Hope – An Essential Value
Hope during this time is essential. It’s a deeply valuable part of who we are, not only as farmers trying to grow food every year, but as human beings, knowing how incredibly difficult this period of loss and suffering is.
Andrew, during his many late nights out in the field seeding, tilling, mowing, and making beds, started discovering feathers in the midst of the dark hours. It all began with the barn owl fledglings as their flight plumage developed. Their awkward bodies were still trying to master flight and feathers were lost to the ground. Many nights, being exhausted, Andrew found his sight keener and his body quieter to allow for these avian discoveries. His collection is quite beautiful and diverse, including plumes from heron, pheasant, eagle, owl and many a songbird. It has reminded us of Emily Dickinson’s poem, Hope Is the Thing With Feathers. In it, she portrays hope as a bird that lives within our souls, a bird that sings through any circumstances.

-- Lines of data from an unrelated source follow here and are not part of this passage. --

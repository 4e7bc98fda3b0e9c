//! Propagation strategies.
//!
//! A [`Propagator`] runs after a stock's new price has been written to the
//! store and brings every dependent portfolio up to date. Two strategies are
//! provided:
//!
//! - [`FullRecompute`]: walks the ancestors of the stock and re-evaluates
//!   each one whose holdings changed, by full dot product.
//! - [`SensitivityPropagator`]: uses precomputed path weights to shift every
//!   priced ancestor by `delta * sensitivity`, with no traversal.
//!
//! Both leave a portfolio unpriced while any holding below it is unknown.

use std::collections::HashSet;
use std::fmt;

use tracing::{trace, warn};

use navgraph_core::{Slot, StrategyKind};

use crate::prices::PriceStore;
use crate::registry::NodeRegistry;
use crate::sensitivity::SensitivityMatrix;

/// Update algorithm invoked on every stock price change.
pub trait Propagator: fmt::Debug + Send {
    /// Strategy implemented.
    fn kind(&self) -> StrategyKind;

    /// Updates portfolios after `stock` changed from `previous` (`None` on
    /// its first price) to the value now in `prices`.
    ///
    /// Returns the slots of portfolios whose stored price changed, in the
    /// order they changed.
    fn propagate(
        &mut self,
        registry: &NodeRegistry,
        prices: &mut PriceStore,
        stock: Slot,
        previous: Option<f64>,
    ) -> Vec<Slot>;

    /// Stocks below the portfolio with ordinal `portfolio` still unpriced,
    /// if this strategy tracks them.
    fn pending_inputs(&self, _portfolio: usize) -> Option<usize> {
        None
    }

    /// Summed path weight from a stock to a portfolio (both by ordinal), if
    /// this strategy precomputes it.
    fn sensitivity(&self, _portfolio: usize, _stock: usize) -> Option<f64> {
        None
    }
}

/// Creates the propagator for `kind`.
pub fn for_strategy(
    kind: StrategyKind,
    registry: &NodeRegistry,
    parallel_threshold: usize,
) -> Box<dyn Propagator> {
    match kind {
        StrategyKind::FullRecompute => Box::new(FullRecompute),
        StrategyKind::Sensitivity => Box::new(SensitivityPropagator::new(
            SensitivityMatrix::build(registry, parallel_threshold),
        )),
    }
}

// =============================================================================
// FULL RECOMPUTE
// =============================================================================

/// Bottom-up re-evaluation of every ancestor reached from the stock.
///
/// Ancestors are visited once each, holdings before owners. A portfolio is
/// evaluated only if one of its direct holdings changed during this update,
/// so a portfolio that cannot be valued stops propagation to its owners.
#[derive(Debug, Clone, Copy, Default)]
pub struct FullRecompute;

impl Propagator for FullRecompute {
    fn kind(&self) -> StrategyKind {
        StrategyKind::FullRecompute
    }

    fn propagate(
        &mut self,
        registry: &NodeRegistry,
        prices: &mut PriceStore,
        stock: Slot,
        _previous: Option<f64>,
    ) -> Vec<Slot> {
        let mut ancestors = registry.ancestors(stock);
        registry.sort_by_rank(&mut ancestors);

        let mut changed = HashSet::from([stock]);
        let mut emitted = Vec::new();

        for slot in ancestors {
            let Some(portfolio) = registry.portfolio(slot) else {
                continue;
            };
            if !portfolio.holdings().iter().any(|h| changed.contains(&h.slot)) {
                continue;
            }

            match portfolio.evaluate(prices) {
                Some(value) if !value.is_finite() => {
                    warn!(
                        portfolio = %registry.get(slot).name(),
                        value,
                        "Valuation overflowed, keeping previous price"
                    );
                }
                Some(value) => {
                    if prices.set(slot, value) {
                        trace!(portfolio = %registry.get(slot).name(), value, "Revalued");
                        changed.insert(slot);
                        emitted.push(slot);
                    }
                }
                None => {
                    trace!(portfolio = %registry.get(slot).name(), "Holdings incomplete");
                }
            }
        }

        emitted
    }
}

// =============================================================================
// SENSITIVITY (DELTA)
// =============================================================================

/// Incremental strategy driven by a precomputed [`SensitivityMatrix`].
///
/// Each portfolio keeps a counter of reachable stocks still unpriced. A
/// stock's first price counts down its ancestors, valuing each one whose
/// counter reaches zero. Later prices add `delta * sensitivity` to every
/// priced ancestor.
#[derive(Debug, Clone)]
pub struct SensitivityPropagator {
    matrix: SensitivityMatrix,
    pending: Vec<usize>,
}

impl SensitivityPropagator {
    /// Creates the propagator with every counter at its reach count.
    pub fn new(matrix: SensitivityMatrix) -> Self {
        let pending = matrix.reach_counts().to_vec();
        Self { matrix, pending }
    }

    /// The precomputed table.
    pub fn matrix(&self) -> &SensitivityMatrix {
        &self.matrix
    }

    fn first_price(
        &mut self,
        registry: &NodeRegistry,
        prices: &mut PriceStore,
        stock: usize,
    ) -> Vec<Slot> {
        let mut emitted = Vec::new();

        for entry in self.matrix.affected(stock) {
            let portfolio = registry.get(entry.slot);
            let counter = &mut self.pending[portfolio.ordinal()];
            *counter = counter.saturating_sub(1);
            if *counter > 0 {
                continue;
            }

            let value = portfolio.as_portfolio().and_then(|p| p.evaluate(prices));
            match value {
                Some(value) if !value.is_finite() => {
                    warn!(
                        portfolio = %portfolio.name(),
                        value,
                        "Valuation overflowed, left unpriced"
                    );
                }
                Some(value) => {
                    if prices.set(entry.slot, value) {
                        trace!(portfolio = %portfolio.name(), value, "First valuation");
                        emitted.push(entry.slot);
                    }
                }
                None => {
                    trace!(portfolio = %portfolio.name(), "Holding can never be priced");
                }
            }
        }

        emitted
    }

    fn revise(
        &self,
        registry: &NodeRegistry,
        prices: &mut PriceStore,
        stock: usize,
        delta: f64,
    ) -> Vec<Slot> {
        let mut emitted = Vec::new();

        for entry in self.matrix.affected(stock) {
            let shift = delta * entry.sensitivity;
            let name = registry.get(entry.slot).name();
            if let Some(current) = prices.get(entry.slot) {
                if !(current + shift).is_finite() {
                    warn!(
                        portfolio = %name,
                        current,
                        shift,
                        "Shift overflowed, keeping previous price"
                    );
                    continue;
                }
            }
            if prices.add(entry.slot, shift) {
                trace!(portfolio = %name, shift, "Shifted");
                emitted.push(entry.slot);
            }
        }

        emitted
    }
}

impl Propagator for SensitivityPropagator {
    fn kind(&self) -> StrategyKind {
        StrategyKind::Sensitivity
    }

    fn propagate(
        &mut self,
        registry: &NodeRegistry,
        prices: &mut PriceStore,
        stock: Slot,
        previous: Option<f64>,
    ) -> Vec<Slot> {
        let ordinal = registry.get(stock).ordinal();
        match (previous, prices.get(stock)) {
            (None, _) => self.first_price(registry, prices, ordinal),
            (Some(old), Some(new)) => self.revise(registry, prices, ordinal, new - old),
            (Some(_), None) => Vec::new(),
        }
    }

    fn pending_inputs(&self, portfolio: usize) -> Option<usize> {
        self.pending.get(portfolio).copied()
    }

    fn sensitivity(&self, portfolio: usize, stock: usize) -> Option<f64> {
        Some(self.matrix.get(portfolio, stock))
    }
}

#[cfg(test)]
mod tests {
    use super::*;
    use crate::adjacency::AdjacencyBuilder;

    fn setup(kind: StrategyKind) -> (NodeRegistry, PriceStore, Box<dyn Propagator>) {
        let mut b = AdjacencyBuilder::new();
        for p in ["R", "P", "Q", "EMPTY", "TOP"] {
            b.declare_container(p).unwrap();
        }
        b.declare_ownership("A", 2.0, "P").unwrap();
        b.declare_ownership("B", 1.0, "P").unwrap();
        b.declare_ownership("A", 3.0, "Q").unwrap();
        b.declare_ownership("P", 1.0, "R").unwrap();
        b.declare_ownership("Q", 1.0, "R").unwrap();
        b.declare_ownership("R", 1.0, "TOP").unwrap();
        b.declare_ownership("EMPTY", 1.0, "TOP").unwrap();

        let (registry, prices) = NodeRegistry::build(&b.finalize().unwrap()).unwrap();
        let propagator = for_strategy(kind, &registry, usize::MAX);
        (registry, prices, propagator)
    }

    fn set(
        registry: &NodeRegistry,
        prices: &mut PriceStore,
        propagator: &mut dyn Propagator,
        name: &str,
        value: f64,
    ) -> Vec<String> {
        let slot = registry.lookup(name).unwrap();
        let previous = prices.get(slot);
        prices.set(slot, value);
        propagator
            .propagate(registry, prices, slot, previous)
            .into_iter()
            .map(|s| registry.get(s).name().to_string())
            .collect()
    }

    fn check_waits_for_every_holding(kind: StrategyKind) {
        let (registry, mut prices, mut prop) = setup(kind);

        let changed = set(&registry, &mut prices, prop.as_mut(), "A", 10.0);
        assert_eq!(changed, vec!["Q"]);
        assert_eq!(prices.get(registry.lookup("Q").unwrap()), Some(30.0));
        assert_eq!(prices.get(registry.lookup("P").unwrap()), None);

        let changed = set(&registry, &mut prices, prop.as_mut(), "B", 5.0);
        assert_eq!(changed, vec!["P", "R"]);
        assert_eq!(prices.get(registry.lookup("R").unwrap()), Some(55.0));
        assert_eq!(prices.get(registry.lookup("TOP").unwrap()), None);

        let changed = set(&registry, &mut prices, prop.as_mut(), "A", 12.0);
        assert_eq!(changed.len(), 3);
        assert_eq!(prices.get(registry.lookup("R").unwrap()), Some(65.0));
        assert_eq!(prices.get(registry.lookup("EMPTY").unwrap()), None);
    }

    fn check_overflow_keeps_last_finite_price(kind: StrategyKind) {
        let mut b = AdjacencyBuilder::new();
        b.declare_container("BIG").unwrap();
        b.declare_container("FRESH").unwrap();
        b.declare_ownership("A", 1e308, "BIG").unwrap();
        b.declare_ownership("C", 1e308, "FRESH").unwrap();
        let (registry, mut prices) = NodeRegistry::build(&b.finalize().unwrap()).unwrap();
        let mut prop = for_strategy(kind, &registry, usize::MAX);

        let changed = set(&registry, &mut prices, prop.as_mut(), "A", 1.0);
        assert_eq!(changed, vec!["BIG"]);

        let changed = set(&registry, &mut prices, prop.as_mut(), "A", 10.0);
        assert!(changed.is_empty());
        assert_eq!(prices.get(registry.lookup("BIG").unwrap()), Some(1e308));

        let changed = set(&registry, &mut prices, prop.as_mut(), "C", 10.0);
        assert!(changed.is_empty());
        assert_eq!(prices.get(registry.lookup("FRESH").unwrap()), None);
    }

    #[test]
    fn test_overflow_keeps_last_finite_price() {
        check_overflow_keeps_last_finite_price(StrategyKind::FullRecompute);
        check_overflow_keeps_last_finite_price(StrategyKind::Sensitivity);
    }

    #[test]
    fn test_full_recompute_waits_for_every_holding() {
        check_waits_for_every_holding(StrategyKind::FullRecompute);
    }

    #[test]
    fn test_sensitivity_waits_for_every_holding() {
        check_waits_for_every_holding(StrategyKind::Sensitivity);
    }

    #[test]
    fn test_pending_counts_down() {
        let (registry, mut prices, mut prop) = setup(StrategyKind::Sensitivity);
        let r = registry.get(registry.lookup("R").unwrap()).ordinal();
        assert_eq!(prop.pending_inputs(r), Some(2));

        set(&registry, &mut prices, prop.as_mut(), "A", 1.0);
        assert_eq!(prop.pending_inputs(r), Some(1));
        set(&registry, &mut prices, prop.as_mut(), "A", 2.0);
        assert_eq!(prop.pending_inputs(r), Some(1));
        set(&registry, &mut prices, prop.as_mut(), "B", 1.0);
        assert_eq!(prop.pending_inputs(r), Some(0));
    }

    #[test]
    fn test_full_recompute_tracks_nothing() {
        let (_, _, prop) = setup(StrategyKind::FullRecompute);
        assert_eq!(prop.kind(), StrategyKind::FullRecompute);
        assert_eq!(prop.pending_inputs(0), None);
        assert_eq!(prop.sensitivity(0, 0), None);
    }
}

The idea that hope is miraculous and almost impossible to defeat seems so vital to embrace these days. We are continually seeing it, intimately and locally with our crew, and globally with the many heartbreaking stories of loss and injustice. Many farms have been burned to nothing in these last few weeks, and we will dig deep for hope that next season, regeneration will come. Maybe the fires, travelling quickly, have not been so hot and detrimental; only time and hope will tell.
Dickinson goes on to share that hope never asks for anything in return, “Yet, never, in extremity, it asked a crumb of me.” It costs nothing for people to maintain hope, but we must make good use of it, as it has “kept so many warm… in the chillest land, and on the strangest sea.” Hope, with kind and compassionate acts of generosity, will be our saving grace as we move forward into the absolute realization that this planet needs action—action and responsibility to preserve it ecologically and action for all people on it, for their health, safety and equal justice.
Thank you to our members for supporting local farms, our delicate food system and the people working phenomenally hard to bring it to your homes every week. Make sure to find us on Instagram @fullcirclefarms.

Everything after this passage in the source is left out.